Rosmarin

Rosmarin

Herkunft
Rosmarin war in der Antike schon im östlichen Mittelmeergebiet bekannt und gelangte im Mittelalter nach Europa. Um 1300 n. Chr. konnte Arnold von Villanova aus den Kräutern zum ersten Mal ein ätherisches öl extrahieren. Heute ist Rosmarin in ganz Europa, Nordafrika und Nord- und Mittelamerika beliebt.

Geschmack
Frischer Rosmarin hat einen kräftigen, frisch-würzigen Geschmack, getrockneter Rosmarin ist eher harzig-herb.

Verwendung
Der Rosmarin eignet sich vorzüglich, um Kalbsbraten, Ragouts, Wild, Geflügel, Hammel, Bratensaucen, Risotto, Tomatensuppe und -sauce mit Kräutern zu würzen.
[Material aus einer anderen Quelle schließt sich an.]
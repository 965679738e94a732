//! Derived-metrics layer shared by every dashboard view.
//!
//! Each submodule is a set of pure functions over borrowed tickets:
//! - **tally**: status / priority counts and joint group-by rollups
//! - **aging**: open-ticket age buckets and per-priority age statistics
//! - **cost**: rework vs. avoided cost by category or time period
//! - **customer**: per-customer counts, costs and risk score
//! - **pareto**: issue-type ranking with the 80/20 "vital few" cut
//! - **summary**: headline KPIs for the filtered set
//!
//! Aggregators accept any `IntoIterator<Item = &Ticket>`, so callers can pass
//! a `&RecordSet`, a `&[Ticket]`, or an iterator adapter such as
//! `records.iter().filter(|t| t.is_open())`. Zero input rows always yield an
//! empty table, never an error.

pub mod aging;
pub mod cost;
pub mod customer;
pub mod pareto;
pub mod summary;
pub mod tally;

use std::fmt;

use serde::{Serialize, Serializer};

// ---------------------------------------------------------------------------
// Ratios
// ---------------------------------------------------------------------------

/// A derived ratio whose denominator may be zero.
#[derive(Debug, Clone, Copy, PartialEq)]
pub enum Ratio {
    Value(f64),
    /// Denominator was zero. Displays as `N/A`, serializes as JSON `null`.
    Undefined,
}

impl Ratio {
    pub fn of(numerator: f64, denominator: f64) -> Self {
        if denominator == 0.0 {
            Self::Undefined
        } else {
            Self::Value(numerator / denominator)
        }
    }

    /// `numerator / denominator * 100`.
    pub fn percent(numerator: f64, denominator: f64) -> Self {
        match Self::of(numerator, denominator) {
            Self::Value(v) => Self::Value(v * 100.0),
            Self::Undefined => Self::Undefined,
        }
    }

    pub fn value(self) -> Option<f64> {
        match self {
            Self::Value(v) => Some(v),
            Self::Undefined => None,
        }
    }

    pub fn is_undefined(self) -> bool {
        matches!(self, Self::Undefined)
    }
}

impl fmt::Display for Ratio {
    fn fmt(&self, f: &mut fmt::Formatter<'_>) -> fmt::Result {
        match self {
            Self::Value(v) => write!(f, "{:.2}", v),
            Self::Undefined => f.write_str("N/A"),
        }
    }
}

impl Serialize for Ratio {
    fn serialize<S: Serializer>(&self, serializer: S) -> Result<S::Ok, S::Error> {
        match self {
            Self::Value(v) => serializer.serialize_f64(*v),
            Self::Undefined => serializer.serialize_none(),
        }
    }
}

// ---------------------------------------------------------------------------
// Shared helpers
// ---------------------------------------------------------------------------

/// `count / total * 100`, 0.0 when `total` is zero.
pub fn pct(count: usize, total: usize) -> f64 {
    if total == 0 {
        0.0
    } else {
        (count as f64 / total as f64) * 100.0
    }
}

/// Round to one decimal place for display.
pub fn round1(value: f64) -> f64 {
    (value * 10.0).round() / 10.0
}

/// Summary statistics over a list of integer day counts.
#[derive(Debug, Clone, Copy, PartialEq, Serialize)]
pub struct AgeStats {
    pub mean: f64,
    pub median: f64,
    pub max: i64,
}

impl AgeStats {
    /// `None` for an empty list.
    pub fn from_days(days: &[i64]) -> Option<Self> {
        if days.is_empty() {
            return None;
        }
        let mut sorted = days.to_vec();
        sorted.sort_unstable();

        let n = sorted.len();
        let mean = sorted.iter().sum::<i64>() as f64 / n as f64;
        let median = if n % 2 == 1 {
            sorted[n / 2] as f64
        } else {
            (sorted[n / 2 - 1] + sorted[n / 2]) as f64 / 2.0
        };

        Some(Self {
            mean,
            median,
            max: sorted[n - 1],
        })
    }
}

// ---------------------------------------------------------------------------
// Tests
// ---------------------------------------------------------------------------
In Deutschland sind Rosmarin-Kartoffeln sehr beliebt.

Wirkungen
In kleinen Mengen wird der Rosmarin auch als Kräuter-Heilmittel verwendet. Die ätherischen öle in Rosmarin helfen bei Verdauungs- und Kreislaufstörungen. Rosmarin-öl oder -essenz kann äußerlich gegen Kopfschmerzen, leichte Migräne und rheumatische Beschwerden angewandt werden.